As a step mother myself my advice to you is to end the relationship, and in no certain terms add a new baby into the mess.

He is 5, I am assuming you are somewhat older. If you unable to control your hate for a child I suggest next time you don't get involved with anyone else with children.

girliefriend Sat 07-Jun-14 11:37:12

Poor boy sad this makes me feel completely depressed, do the right thing and walk away.

pictish Sat 07-Jun-14 11:38:13

I've met kids I really didn't like. Not a lot...but one or two. I've known kids where I know I would toil to share my time with them.

I don't think I need to 'control my hate' - but I wouldn't be having a baby with the parent of said child.

I`m a SM and I agree with the others, if your feelings are that strong then you must walk away. Its the only right thing to do.

AggressiveBunting Sat 07-Jun-14 11:45:46

No judgment because to be fair there are many many kids who I would rather gnaw my own arm off than live with/ spend more than a few hrs at a time with, but this won't work. End it now. If you can't agree on parenting techniques before you have a have child of your own, it won't miraculously sort itself out when you do.

HobinRood Sat 07-Jun-14 11:46:34

I agree with the others. If your dislike is as strong as you say then you have no other option but to walk away. He's badly behaved yes, but he is also only 5.

If this was my partner writing about my child like this - I wouldn't be staying either.

Thankfully you don't have any children so you can just make the clean break and walk away.

pictish Sat 07-Jun-14 11:48:09

No judgement from me either.

I have disliked children before. More often I dislike how they are parented though. No judgement from me, but I would say you should walk away- for yours and his sake.

pictish Sat 07-Jun-14 11:50:54

But the relationship does have to end. In my very honest opinion.

CailinDana Sat 07-Jun-14 11:50:56

Agree with everyone else. You have a choice, that child doesn't. Make life better for him and break up with his mother, give him a chance at a step parent who loves him.

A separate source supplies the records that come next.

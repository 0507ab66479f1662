use std::future::Future;
use std::sync::Arc;

use futures::future::{BoxFuture, FutureExt};

use crate::error::{ErrorKind, HostError};

/// Host callback that returns the source of a referenced prompt.
pub type ReferenceResolver =
    Arc<dyn Fn(String) -> BoxFuture<'static, Result<String, HostError>> + Send + Sync>;

pub const DEFAULT_MAX_REFERENCE_DEPTH: usize = 16;

pub(crate) fn resolver<F, Fut>(f: F) -> ReferenceResolver
where
    F: Fn(String) -> Fut + Send + Sync + 'static,
    Fut: Future<Output = Result<String, HostError>> + Send + 'static,
{
    Arc::new(move |prompt| f(prompt).boxed())
}

/// Prompts being resolved, outermost first.
#[derive(Debug, Clone, Default, PartialEq, Eq)]
pub(crate) struct ReferenceChain {
    prompts: Vec<String>,
}

impl ReferenceChain {
    /// Chain for resolving `prompt` one level below this one.
    pub fn enter(&self, prompt: &str, max_depth: usize) -> Result<Self, ErrorKind> {
        if self.prompts.iter().any(|seen| seen == prompt) {
            return Err(ErrorKind::ReferenceCycle(prompt.to_string()));
        }
        if self.prompts.len() >= max_depth {
            return Err(ErrorKind::ReferenceDepthExceeded(max_depth));
        }
        let mut prompts = self.prompts.clone();
        prompts.push(prompt.to_string());
        Ok(Self { prompts })
    }

    pub fn depth(&self) -> usize {
        self.prompts.len()
    }
}

#[cfg(test)]
mod tests {
    use super::*;

    #[test]
    fn detects_cycles() {
        let chain = ReferenceChain::default()
            .enter("a", 16)
            .and_then(|chain| chain.enter("b", 16))
            .unwrap();
        assert_eq!(chain.depth(), 2);
        assert_eq!(chain.enter("a", 16), Err(ErrorKind::ReferenceCycle("a".into())));
    }

    #[test]
    fn limits_depth() {
        let chain = ReferenceChain::default().enter("a", 1).unwrap();
        assert_eq!(chain.enter("b", 1), Err(ErrorKind::ReferenceDepthExceeded(1)));
    }
}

Viviennemary Sat 07-Jun-14 11:55:42

It is hard to like a very badly behaved child if you are with it a lot of the time. But in a lot of cases the parents are to blame. So really you should be looking at your DP's style of parenting rather than taking a dislike to a child.

HPparent Sat 07-Jun-14 12:00:31

It sounds to me as if you dislike kids in general - apart from your own son. Have you considered why this might be the case, are there problems in your own upbringing that you need to resolve?

It sounds like your partner's son has behavioural issues but you seem to dislike the actual child rather than the behaviour.

Your partner is going to be the child's mother for the rest of her life, he is not going to disappear. I think you should walk away from the relationship and definitely not have a child with this woman.

I would also consider counselling or therapy to try and get to the bottom of this before you start another relationship.